*REQUIREMENT*
In the data below, one line contains "filename crates/reach-core/src/publish.rs" and a later one contains "Hash, Serialize, Deserialize)]". Print both, with every line between them, exactly and alone.

*RECORDS FOR THIS TASK*
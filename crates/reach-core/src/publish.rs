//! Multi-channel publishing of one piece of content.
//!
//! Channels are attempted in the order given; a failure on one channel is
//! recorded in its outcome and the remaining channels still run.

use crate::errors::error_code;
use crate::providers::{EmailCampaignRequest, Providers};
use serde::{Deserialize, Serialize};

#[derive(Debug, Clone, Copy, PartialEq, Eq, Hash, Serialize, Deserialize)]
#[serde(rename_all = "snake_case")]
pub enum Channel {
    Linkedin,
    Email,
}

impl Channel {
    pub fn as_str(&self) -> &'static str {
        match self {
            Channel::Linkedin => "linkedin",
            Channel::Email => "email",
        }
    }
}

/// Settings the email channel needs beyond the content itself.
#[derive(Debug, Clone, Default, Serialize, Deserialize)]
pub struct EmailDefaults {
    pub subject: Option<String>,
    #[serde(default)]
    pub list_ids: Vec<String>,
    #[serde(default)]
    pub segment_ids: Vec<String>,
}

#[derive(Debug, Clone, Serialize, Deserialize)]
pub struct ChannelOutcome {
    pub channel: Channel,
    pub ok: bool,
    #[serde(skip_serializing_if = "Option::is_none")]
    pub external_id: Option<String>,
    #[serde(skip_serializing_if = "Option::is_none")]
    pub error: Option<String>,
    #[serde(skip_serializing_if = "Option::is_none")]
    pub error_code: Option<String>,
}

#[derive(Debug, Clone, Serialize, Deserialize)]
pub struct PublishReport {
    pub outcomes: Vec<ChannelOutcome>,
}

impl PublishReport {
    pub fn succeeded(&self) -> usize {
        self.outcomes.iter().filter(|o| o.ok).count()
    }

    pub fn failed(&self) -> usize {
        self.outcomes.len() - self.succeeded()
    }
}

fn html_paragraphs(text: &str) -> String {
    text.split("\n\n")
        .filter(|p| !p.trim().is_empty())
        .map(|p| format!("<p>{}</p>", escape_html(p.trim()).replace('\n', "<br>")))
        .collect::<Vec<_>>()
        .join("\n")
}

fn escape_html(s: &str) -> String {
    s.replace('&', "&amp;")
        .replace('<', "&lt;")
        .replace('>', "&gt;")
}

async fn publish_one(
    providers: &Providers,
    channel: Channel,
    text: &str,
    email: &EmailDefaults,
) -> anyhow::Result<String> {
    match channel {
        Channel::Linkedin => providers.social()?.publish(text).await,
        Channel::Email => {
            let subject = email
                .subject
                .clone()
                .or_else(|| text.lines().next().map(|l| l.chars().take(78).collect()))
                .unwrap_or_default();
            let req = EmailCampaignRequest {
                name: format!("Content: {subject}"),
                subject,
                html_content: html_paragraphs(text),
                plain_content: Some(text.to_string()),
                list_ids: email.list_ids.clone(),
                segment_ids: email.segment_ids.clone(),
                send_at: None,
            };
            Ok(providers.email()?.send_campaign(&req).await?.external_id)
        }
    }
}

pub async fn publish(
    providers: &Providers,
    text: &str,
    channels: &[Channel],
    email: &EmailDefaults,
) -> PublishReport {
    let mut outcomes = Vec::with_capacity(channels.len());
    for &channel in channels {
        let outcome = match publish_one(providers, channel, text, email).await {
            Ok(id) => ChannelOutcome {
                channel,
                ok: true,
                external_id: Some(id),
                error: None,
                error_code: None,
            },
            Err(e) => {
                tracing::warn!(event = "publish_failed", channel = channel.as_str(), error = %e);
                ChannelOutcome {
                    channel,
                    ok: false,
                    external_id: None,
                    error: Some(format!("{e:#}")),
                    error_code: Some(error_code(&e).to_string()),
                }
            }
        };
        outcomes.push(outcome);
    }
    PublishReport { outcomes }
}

---

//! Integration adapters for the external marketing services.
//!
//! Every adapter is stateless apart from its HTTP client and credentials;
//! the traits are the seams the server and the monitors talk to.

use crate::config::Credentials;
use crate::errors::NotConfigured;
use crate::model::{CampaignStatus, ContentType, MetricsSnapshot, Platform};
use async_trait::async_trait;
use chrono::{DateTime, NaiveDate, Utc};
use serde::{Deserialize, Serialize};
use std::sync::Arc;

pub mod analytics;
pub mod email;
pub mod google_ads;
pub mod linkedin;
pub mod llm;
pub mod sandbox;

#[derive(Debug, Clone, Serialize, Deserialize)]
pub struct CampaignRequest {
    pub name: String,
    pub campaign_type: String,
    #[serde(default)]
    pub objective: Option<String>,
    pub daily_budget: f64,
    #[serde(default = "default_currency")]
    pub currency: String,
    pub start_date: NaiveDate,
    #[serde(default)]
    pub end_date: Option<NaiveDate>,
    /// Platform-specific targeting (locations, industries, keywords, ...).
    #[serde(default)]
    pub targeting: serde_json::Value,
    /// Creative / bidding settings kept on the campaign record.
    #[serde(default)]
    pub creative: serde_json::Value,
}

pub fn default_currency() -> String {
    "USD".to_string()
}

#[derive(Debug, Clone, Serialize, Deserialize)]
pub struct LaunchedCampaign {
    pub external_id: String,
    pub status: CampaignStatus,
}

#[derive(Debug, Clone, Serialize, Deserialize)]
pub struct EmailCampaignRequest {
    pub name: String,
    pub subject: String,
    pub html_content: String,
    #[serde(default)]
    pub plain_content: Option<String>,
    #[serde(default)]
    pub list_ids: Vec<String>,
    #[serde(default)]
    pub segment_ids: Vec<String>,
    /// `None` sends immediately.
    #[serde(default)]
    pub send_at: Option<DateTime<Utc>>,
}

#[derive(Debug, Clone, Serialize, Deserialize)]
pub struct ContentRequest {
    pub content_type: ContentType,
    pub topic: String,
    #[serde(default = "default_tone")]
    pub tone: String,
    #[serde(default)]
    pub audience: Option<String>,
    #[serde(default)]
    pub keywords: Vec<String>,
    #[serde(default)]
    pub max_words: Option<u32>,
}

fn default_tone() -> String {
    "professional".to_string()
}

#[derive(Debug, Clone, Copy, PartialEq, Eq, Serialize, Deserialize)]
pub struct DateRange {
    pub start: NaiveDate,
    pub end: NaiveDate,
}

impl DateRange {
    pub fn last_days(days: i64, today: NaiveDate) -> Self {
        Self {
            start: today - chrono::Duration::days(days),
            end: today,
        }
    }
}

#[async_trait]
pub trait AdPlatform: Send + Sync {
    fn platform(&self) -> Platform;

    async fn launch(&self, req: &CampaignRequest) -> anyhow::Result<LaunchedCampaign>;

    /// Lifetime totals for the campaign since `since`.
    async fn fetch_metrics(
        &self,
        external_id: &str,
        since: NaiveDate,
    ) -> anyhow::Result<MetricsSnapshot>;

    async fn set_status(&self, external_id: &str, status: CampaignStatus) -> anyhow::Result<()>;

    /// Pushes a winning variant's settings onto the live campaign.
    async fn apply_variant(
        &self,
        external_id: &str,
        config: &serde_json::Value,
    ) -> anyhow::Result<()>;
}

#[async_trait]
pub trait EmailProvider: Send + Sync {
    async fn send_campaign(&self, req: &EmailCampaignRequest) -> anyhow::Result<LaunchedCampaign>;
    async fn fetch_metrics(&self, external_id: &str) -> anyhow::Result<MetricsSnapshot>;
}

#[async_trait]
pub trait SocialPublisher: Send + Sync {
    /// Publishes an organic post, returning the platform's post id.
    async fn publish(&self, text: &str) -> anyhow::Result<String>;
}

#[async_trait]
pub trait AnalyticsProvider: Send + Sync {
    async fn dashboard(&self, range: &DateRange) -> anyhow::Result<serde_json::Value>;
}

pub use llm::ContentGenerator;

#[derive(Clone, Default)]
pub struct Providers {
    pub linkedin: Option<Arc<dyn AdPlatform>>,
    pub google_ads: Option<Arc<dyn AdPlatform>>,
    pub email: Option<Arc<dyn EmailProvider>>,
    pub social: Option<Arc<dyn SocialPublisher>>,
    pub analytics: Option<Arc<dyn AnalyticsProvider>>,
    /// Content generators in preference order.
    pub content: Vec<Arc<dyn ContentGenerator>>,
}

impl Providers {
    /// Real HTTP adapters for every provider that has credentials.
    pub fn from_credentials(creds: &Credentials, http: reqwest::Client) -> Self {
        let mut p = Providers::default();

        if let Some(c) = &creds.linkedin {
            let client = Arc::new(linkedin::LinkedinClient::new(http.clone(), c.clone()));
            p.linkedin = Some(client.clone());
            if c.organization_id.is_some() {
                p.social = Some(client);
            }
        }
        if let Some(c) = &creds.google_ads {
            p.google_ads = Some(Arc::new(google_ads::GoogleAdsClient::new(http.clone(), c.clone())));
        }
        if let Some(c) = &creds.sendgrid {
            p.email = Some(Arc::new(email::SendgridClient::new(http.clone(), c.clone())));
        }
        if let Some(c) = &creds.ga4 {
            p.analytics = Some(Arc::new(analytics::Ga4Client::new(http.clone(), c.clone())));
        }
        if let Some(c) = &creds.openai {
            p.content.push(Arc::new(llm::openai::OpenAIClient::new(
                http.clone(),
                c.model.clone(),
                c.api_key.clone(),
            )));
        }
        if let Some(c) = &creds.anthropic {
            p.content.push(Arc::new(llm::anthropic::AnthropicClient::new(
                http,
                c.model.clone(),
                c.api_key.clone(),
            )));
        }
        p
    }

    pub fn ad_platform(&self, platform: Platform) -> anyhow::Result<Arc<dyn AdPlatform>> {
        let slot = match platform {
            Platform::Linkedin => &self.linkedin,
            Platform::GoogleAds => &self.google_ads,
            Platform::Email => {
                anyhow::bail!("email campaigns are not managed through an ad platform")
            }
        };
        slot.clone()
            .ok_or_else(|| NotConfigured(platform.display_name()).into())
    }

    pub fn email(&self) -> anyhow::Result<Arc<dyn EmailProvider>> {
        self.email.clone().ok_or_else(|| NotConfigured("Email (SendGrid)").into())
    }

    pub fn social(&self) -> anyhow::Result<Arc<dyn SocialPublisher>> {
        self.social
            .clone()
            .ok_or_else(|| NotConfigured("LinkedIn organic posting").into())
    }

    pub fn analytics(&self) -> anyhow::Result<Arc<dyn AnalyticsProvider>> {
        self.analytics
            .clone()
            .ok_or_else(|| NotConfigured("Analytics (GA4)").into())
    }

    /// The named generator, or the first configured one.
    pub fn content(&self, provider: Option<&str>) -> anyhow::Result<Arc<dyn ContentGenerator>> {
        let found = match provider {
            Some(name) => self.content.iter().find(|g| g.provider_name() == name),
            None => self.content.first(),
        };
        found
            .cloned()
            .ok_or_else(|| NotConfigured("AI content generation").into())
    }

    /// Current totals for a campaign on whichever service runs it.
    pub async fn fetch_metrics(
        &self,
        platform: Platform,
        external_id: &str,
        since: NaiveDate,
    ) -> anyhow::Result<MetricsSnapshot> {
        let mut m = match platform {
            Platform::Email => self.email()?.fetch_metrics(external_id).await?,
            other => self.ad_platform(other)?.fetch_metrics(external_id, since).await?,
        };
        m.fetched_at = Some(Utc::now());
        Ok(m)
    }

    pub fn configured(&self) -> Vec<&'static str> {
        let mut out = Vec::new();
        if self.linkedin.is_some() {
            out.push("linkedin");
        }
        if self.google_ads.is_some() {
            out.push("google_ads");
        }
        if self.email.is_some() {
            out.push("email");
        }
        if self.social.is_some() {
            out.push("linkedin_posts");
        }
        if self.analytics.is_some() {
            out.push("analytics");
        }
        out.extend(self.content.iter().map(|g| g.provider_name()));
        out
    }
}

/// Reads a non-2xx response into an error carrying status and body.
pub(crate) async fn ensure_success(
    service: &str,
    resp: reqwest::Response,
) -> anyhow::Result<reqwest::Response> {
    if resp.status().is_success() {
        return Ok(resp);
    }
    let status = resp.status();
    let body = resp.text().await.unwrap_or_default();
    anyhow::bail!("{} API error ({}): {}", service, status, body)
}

*WRITTEN REPLY*
filename crates/reach-core/src/publish.rs
//! Multi-channel publishing of one piece of content.
//!
//! Channels are attempted in the order given; a failure on one channel is
//! recorded in its outcome and the remaining channels still run.

use crate::errors::error_code;
use crate::providers::{EmailCampaignRequest, Providers};
use serde::{Deserialize, Serialize};

#[derive(Debug, Clone, Copy, PartialEq, Eq, Hash, Serialize, Deserialize)]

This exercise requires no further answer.